Упорно поговаривали осведомленные литераторы, еще помнившие довоенную Москву, что именно Алексея Николаевича вывел зоркий Булгаков в этом Амвросии. Октябрьскую революцию встречает враждебно и эмигрирует (Франция, затем Германия). Сначала примыкает к огульному белогвардейскому неприятию новой России, потом - к сменовеховцам. Ни то, ни другое большого дохода не приносит, и Толстой начинает обильно публиковать в зарубежной прессе статьи, знаменующие резкий разрыв с эмиграцией.

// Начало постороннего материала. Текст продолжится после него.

//! Sensor models: per-tip conversion from raw samples to temperature.
//!
//! The variant set is fixed and known at compile time, so models are a
//! closed enum dispatched by match rather than trait objects. Each
//! model owns the averagers for the analog paths it samples and the
//! calibration table used for the measured-value to temperature map.

use crate::averager::Averager;
use crate::calibration::{ANCHOR_COUNT, CalPoint, CalTable};
use crate::channel::ChannelId;
use crate::error::CalibrationError;
use crate::tag::MeasureTag;

/// Full-scale ADC count of the front-end converter.
pub const ADC_MAX: i32 = 4095;
/// Converter reference in millivolts.
const VREF_MV: f32 = 3300.0;
/// Gain of the boost amplifier in front of the thermocouple path.
const GAIN_BOOST_FACTOR: f32 = 251.0;
/// Cold-junction sensor transfer: 10 mV/°C with a 500 mV offset.
const CJ_OFFSET_MV: f32 = 500.0;
const CJ_MV_PER_C: f32 = 10.0;
/// Thermistor bias current in milliamps; ohms = millivolts / mA.
const BIAS_CURRENT_MA: f32 = 0.25;
/// Readings at or above this count sit on the supply rail: no tip.
const TIP_ABSENT_FLOOR: i32 = ADC_MAX - 32;

/// Plausibility bounds for calibration captures.
const TC_MV_RANGE: (f32, f32) = (0.2, 13.0);
const CJ_C_RANGE: (f32, f32) = (0.0, 60.0);
const OHM_RANGE: (f32, f32) = (10.0, 50_000.0);

#[derive(Debug, Clone, Copy, PartialEq, Eq)]
pub enum SensorKind {
    Thermocouple,
    Ntc,
    Ptc,
    Dummy,
}

#[inline]
fn counts_to_mv(raw: i32) -> f32 {
    raw as f32 * VREF_MV / ADC_MAX as f32
}

#[inline]
fn check_range(
    quantity: &'static str,
    value: f32,
    (min, max): (f32, f32),
) -> Result<(), CalibrationError> {
    if !value.is_finite() || value < min || value > max {
        return Err(CalibrationError::OutOfRange {
            quantity,
            value,
            min,
            max,
        });
    }
    Ok(())
}

/// Thermocouple tip with cold-junction compensation.
///
/// Samples two paths: the gain-boosted thermocouple voltage (path A)
/// and the connector cold-junction sensor (path B). The calibration
/// table maps thermocouple millivolts to the temperature *difference*
/// over the cold junction; compensation is added afterwards.
#[derive(Debug)]
pub struct Thermocouple {
    channel: ChannelId,
    table: CalTable,
    tc: Averager,
    cold_junction: Averager,
}

impl Thermocouple {
    fn tc_mv(&self, raw: i32) -> f32 {
        counts_to_mv(raw) / GAIN_BOOST_FACTOR
    }

    fn cj_temperature_c(&self, raw: i32) -> f32 {
        (counts_to_mv(raw) - CJ_OFFSET_MV) / CJ_MV_PER_C
    }
}

/// NTC or PTC thermistor tip: one biased sense path, resistance mapped
/// to temperature through the calibration table.
#[derive(Debug)]
pub struct Thermistor {
    channel: ChannelId,
    kind: SensorKind,
    table: CalTable,
    sense: Averager,
}

impl Thermistor {
    fn ohms(&self, raw: i32) -> f32 {
        counts_to_mv(raw) / BIAS_CURRENT_MA
    }
}

#[derive(Debug)]
pub enum SensorModel {
    Thermocouple(Thermocouple),
    Ntc(Thermistor),
    Ptc(Thermistor),
    /// Placeholder for a channel with no usable tip configuration.
    Dummy,
}

impl SensorModel {
    pub fn thermocouple(channel: ChannelId, table: CalTable) -> Self {
        SensorModel::Thermocouple(Thermocouple {
            channel,
            table,
            tc: Averager::window(8),
            cold_junction: Averager::window(8),
        })
    }

    pub fn ntc(channel: ChannelId, table: CalTable) -> Self {
        SensorModel::Ntc(Thermistor {
            channel,
            kind: SensorKind::Ntc,
            table,
            sense: Averager::window(8),
        })
    }

    pub fn ptc(channel: ChannelId, table: CalTable) -> Self {
        SensorModel::Ptc(Thermistor {
            channel,
            kind: SensorKind::Ptc,
            table,
            sense: Averager::window(8),
        })
    }

    pub fn kind(&self) -> SensorKind {
        match self {
            SensorModel::Thermocouple(_) => SensorKind::Thermocouple,
            SensorModel::Ntc(t) | SensorModel::Ptc(t) => t.kind,
            SensorModel::Dummy => SensorKind::Dummy,
        }
    }

    /// Ordered measurement tags this sensor needs each cycle.
    pub fn measurement_sequence(&self) -> Vec<MeasureTag> {
        match self {
            SensorModel::Thermocouple(tc) => vec![
                MeasureTag::for_path(tc.channel, false, false, true),
                MeasureTag::for_path(tc.channel, true, false, false),
            ],
            SensorModel::Ntc(t) | SensorModel::Ptc(t) => {
                vec![MeasureTag::for_path(t.channel, false, true, false)]
            }
            SensorModel::Dummy => Vec::new(),
        }
    }

    /// Route a completed conversion to the averager its tag selects.
    pub fn accumulate(&mut self, tag: MeasureTag, raw: i32) {
        match self {
            SensorModel::Thermocouple(tc) => {
                if tag.contains(MeasureTag::PATH_B) {
                    tc.cold_junction.push(raw);
                } else {
                    tc.tc.push(raw);
                }
            }
            SensorModel::Ntc(t) | SensorModel::Ptc(t) => t.sense.push(raw),
            SensorModel::Dummy => {}
        }
    }

    /// Temperature from averaged samples.
    pub fn temperature_c(&self) -> f32 {
        match self {
            SensorModel::Thermocouple(tc) => {
                let mv = tc.tc_mv(tc.tc.average());
                let cj = tc.cj_temperature_c(tc.cold_junction.average());
                tc.table.temperature_at(mv) + cj
            }
            SensorModel::Ntc(t) | SensorModel::Ptc(t) => {
                t.table.temperature_at(t.ohms(t.sense.average()))
            }
            SensorModel::Dummy => 0.0,
        }
    }

    /// Temperature from the most recent raw samples, unfiltered.
    pub fn instant_temperature_c(&self) -> f32 {
        match self {
            SensorModel::Thermocouple(tc) => {
                let mv = tc.tc_mv(tc.tc.last_raw());
                let cj = tc.cj_temperature_c(tc.cold_junction.last_raw());
                tc.table.temperature_at(mv) + cj
            }
            SensorModel::Ntc(t) | SensorModel::Ptc(t) => {
                t.table.temperature_at(t.ohms(t.sense.last_raw()))
            }
            SensorModel::Dummy => 0.0,
        }
    }

    /// False once the sense path saturates near the supply rail, which
    /// is what an unplugged tool looks like. Before any sample has been
    /// accumulated the tip is assumed present.
    pub fn tip_present(&self) -> bool {
        match self {
            SensorModel::Thermocouple(tc) => {
                !tc.cold_junction.is_primed() || tc.cold_junction.last_raw() < TIP_ABSENT_FLOOR
            }
            SensorModel::Ntc(t) | SensorModel::Ptc(t) => {
                !t.sense.is_primed() || t.sense.last_raw() < TIP_ABSENT_FLOOR
            }
            SensorModel::Dummy => false,
        }
    }

    /// Capture the current averaged reading as calibration anchor
    /// `index` at the given reference temperature. Rejects physically
    /// implausible captures without mutating the table.
    pub fn save_calibration_point(
        &mut self,
        index: usize,
        reference_c: f32,
    ) -> Result<CalPoint, CalibrationError> {
        match self {
            SensorModel::Thermocouple(tc) => {
                if !tc.tc.is_primed() || !tc.cold_junction.is_primed() {
                    return Err(CalibrationError::NotCaptured);
                }
                let mv = tc.tc_mv(tc.tc.average());
                let cj = tc.cj_temperature_c(tc.cold_junction.average());
                check_range("thermocouple millivolts", mv, TC_MV_RANGE)?;
                check_range("cold-junction temperature", cj, CJ_C_RANGE)?;
                let point = CalPoint {
                    measured: mv,
                    temperature_c: reference_c - cj,
                };
                tc.table.set_anchor(index, point)?;
                Ok(point)
            }
            SensorModel::Ntc(t) | SensorModel::Ptc(t) => {
                if !t.sense.is_primed() {
                    return Err(CalibrationError::NotCaptured);
                }
                let ohms = t.ohms(t.sense.average());
                check_range("sense resistance", ohms, OHM_RANGE)?;
                let point = CalPoint {
                    measured: ohms,
                    temperature_c: reference_c,
                };
                t.table.set_anchor(index, point)?;
                Ok(point)
            }
            SensorModel::Dummy => Err(CalibrationError::NoTable),
        }
    }

    /// Load a full set of anchors into the interpolation table.
    pub fn set_calibration_values(
        &mut self,
        anchors: [CalPoint; ANCHOR_COUNT],
    ) -> Result<(), CalibrationError> {
        let table = CalTable::new(anchors)?;
        match self {
            SensorModel::Thermocouple(tc) => tc.table = table,
            SensorModel::Ntc(t) | SensorModel::Ptc(t) => t.table = table,
            SensorModel::Dummy => return Err(CalibrationError::NoTable),
        }
        Ok(())
    }

    /// Current calibration anchors, if the sensor has a table.
    pub fn calibration_values(&self) -> Option<[CalPoint; ANCHOR_COUNT]> {
        match self {
            SensorModel::Thermocouple(tc) => Some(*tc.table.anchors()),
            SensorModel::Ntc(t) | SensorModel::Ptc(t) => Some(*t.table.anchors()),
            SensorModel::Dummy => None,
        }
    }

    /// Drop accumulated samples, e.g. after a tip change.
    pub fn reset(&mut self) {
        match self {
            SensorModel::Thermocouple(tc) => {
                tc.tc.reset();
                tc.cold_junction.reset();
            }
            SensorModel::Ntc(t) | SensorModel::Ptc(t) => t.sense.reset(),
            SensorModel::Dummy => {}
        }
    }
}

#[cfg(test)]
mod tests {
    use super::*;

    fn tc_table() -> CalTable {
        CalTable::new([
            CalPoint {
                measured: 4.64,
                temperature_c: 221.77,
            },
            CalPoint {
                measured: 5.81,
                temperature_c: 296.06,
            },
            CalPoint {
                measured: 6.64,
                temperature_c: 369.61,
            },
        ])
        .unwrap()
    }

    fn mv_to_counts(mv: f32) -> i32 {
        (mv * GAIN_BOOST_FACTOR / VREF_MV * ADC_MAX as f32).round() as i32
    }

    fn cj_counts(temp_c: f32) -> i32 {
        ((temp_c * CJ_MV_PER_C + CJ_OFFSET_MV) / VREF_MV * ADC_MAX as f32).round() as i32
    }

    #[test]
    fn thermocouple_adds_cold_junction_after_interpolation() {
        let mut sensor = SensorModel::thermocouple(ChannelId::One, tc_table());
        let seq = sensor.measurement_sequence();
        assert_eq!(seq.len(), 2);
        sensor.accumulate(seq[0], mv_to_counts(5.81));
        sensor.accumulate(seq[1], cj_counts(25.0));
        let t = sensor.temperature_c();
        // table says 296.06 at 5.81 mV; cold junction adds ~25 °C
        assert!((t - 321.06).abs() < 3.0, "got {t}");
    }

    #[test]
    fn tip_absent_when_sense_path_saturates() {
        let mut sensor = SensorModel::thermocouple(ChannelId::One, tc_table());
        assert!(sensor.tip_present());
        let seq = sensor.measurement_sequence();
        sensor.accumulate(seq[1], ADC_MAX);
        assert!(!sensor.tip_present());
    }

    #[test]
    fn calibration_round_trip_reproduces_anchor() {
        let mut sensor = SensorModel::thermocouple(ChannelId::One, tc_table());
        let seq = sensor.measurement_sequence();
        sensor.accumulate(seq[0], mv_to_counts(5.2));
        sensor.accumulate(seq[1], cj_counts(24.0));
        let reference_c = 260.0;
        let point = sensor.save_calibration_point(1, reference_c).unwrap();

        let mut anchors = sensor.calibration_values().unwrap();
        anchors[1] = point;
        sensor.set_calibration_values(anchors).unwrap();
        // With the same readings still accumulated, the model reports
        // the reference temperature at the anchor within tolerance.
        assert!((sensor.temperature_c() - reference_c).abs() < 1.0);
    }

    #[test]
    fn implausible_capture_is_rejected_and_mutates_nothing() {
        let mut sensor = SensorModel::thermocouple(ChannelId::One, tc_table());
        let before = sensor.calibration_values().unwrap();
        let seq = sensor.measurement_sequence();
        // Saturated thermocouple path: way outside the millivolt range.
        sensor.accumulate(seq[0], ADC_MAX);
        sensor.accumulate(seq[1], cj_counts(25.0));
        let err = sensor.save_calibration_point(2, 400.0).unwrap_err();
        assert!(matches!(err, CalibrationError::OutOfRange { .. }));
        assert_eq!(sensor.calibration_values().unwrap(), before);
    }

    #[test]
    fn capture_without_samples_reports_not_captured() {
        let mut sensor = SensorModel::ntc(
            ChannelId::Two,
            CalTable::new([
                CalPoint {
                    measured: 100.0,
                    temperature_c: 300.0,
                },
                CalPoint {
                    measured: 1000.0,
                    temperature_c: 150.0,
                },
                CalPoint {
                    measured: 10_000.0,
                    temperature_c: 25.0,
                },
            ])
            .unwrap(),
        );
        assert_eq!(
            sensor.save_calibration_point(0, 300.0).unwrap_err(),
            CalibrationError::NotCaptured
        );
    }

    #[test]
    fn dummy_sensor_has_no_sequence_and_no_tip() {
        let sensor = SensorModel::Dummy;
        assert!(sensor.measurement_sequence().is_empty());
        assert!(!sensor.tip_present());
        assert_eq!(sensor.temperature_c(), 0.0);
    }
}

В 1923 году он победоносно возвращается в СССР. Опубликовав в 20-х и начале 30-х годов несколько (как обычно, талантливых) произведений против негодяев империалистов, он очень быстро понимает, откуда ветер дует, и распространяет в писательской среде известия о своей работе над романом о предреволюционной России, где покажет решающую роль товарища Сталина. Стукачи доносят об этом отцу народов, и вождь спрашивает при личной встрече графа, что ему нужно для успешной работы над произведением. Писатель отвечает, что его очень вдохновил бы ковер, похожий на лежащий в кремлевской приемной Генсека, - на следующий же день энкаведешники привозят из Кремля на квартиру Толстого огромный рулон роскошного паласа. Кстати, при всех своих недостатках, Сталин обладал очень тонким художественным вкусом и почти все его суждения о литературе остаются в силе до сего дня. Другой характерный случай: Сталин встречается с передовыми кинорежиссерами Пырьевым и Александровым, прозаиком Алексеем Толстым и спрашивает их, чего им не хватает для продвижения соцреализма в советское искусство. Пырьев отвечает – личного автомобиля, Александров – дачи в Подмосковье, Толстой просит сборник статей и речей товарища Сталина и получает и сборник статей, и личный автомобиль, и дачу в Подмосковье. Сказанное не означает, что лектор сильно осуждает Алексея Николаевича: творческие люди - в жизни тоже люди. Исключения достаточно редки.
Потомков рода Толстых лектор в своей жизни встречал дважды. Это Владимир Ильич Толстой, праправнук Льва Николаевича, директор Яснополянского музея, и Никита, сын Алексея Николаевича Толстого – в середине 60-х годов доктор физико-математических наук и профессор физического факультета Ленинградского университета. Что касается Татьяны Толстой, мельтешащей в последние годы на телеэкране - скудость ее литературных способностей не пробуждает в лекторе интереса к ее биографии или творчеству.